Mutational analysis reveals Escherichia coli oriC interacts with both DnaA-ATP and DnaA-ADP during pre-RC assembly.

Prior to initiating DNA synthesis, Escherichia coli oriC switches from ORC, comprising initiator DnaA bound at three high-affinity sites, to pre-RC, when additional DnaA molecules interact with low-affinity sites. Two types of low-affinity sites exist: R boxes that bind DnaA-ATP and DnaA-ADP with equal affinity, and I-sites with a three- to fourfold preference for DnaA-ATP. To assess the regulatory role of weak DnaA interactions during pre-RC assembly in vivo, we compared the behaviour of plasmid-borne wild-type oriC with mutants having an increased or decreased number of DnaA-ATP discriminatory I-sites.

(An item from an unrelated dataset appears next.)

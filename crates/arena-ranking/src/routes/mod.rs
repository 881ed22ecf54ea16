//! API route handlers

pub mod health;
pub mod rankings;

Increasing the number of discriminatory sites by replacing R5M with I2 inactivated extrachromosomal oriC function. Mutants with no discriminatory sites perturbed host growth and rapidly replaced wild-type chromosomal oriC, but normal function returned if one I-site was restored at either the I2, I3 or R5M position. These observations are consistent with assembly of E. coli pre-RC in vivo from mixtures of DnaA-ATP and DnaA-ADP, with I-site interactions coupling pre-RC assembly to DnaA-ATP levels.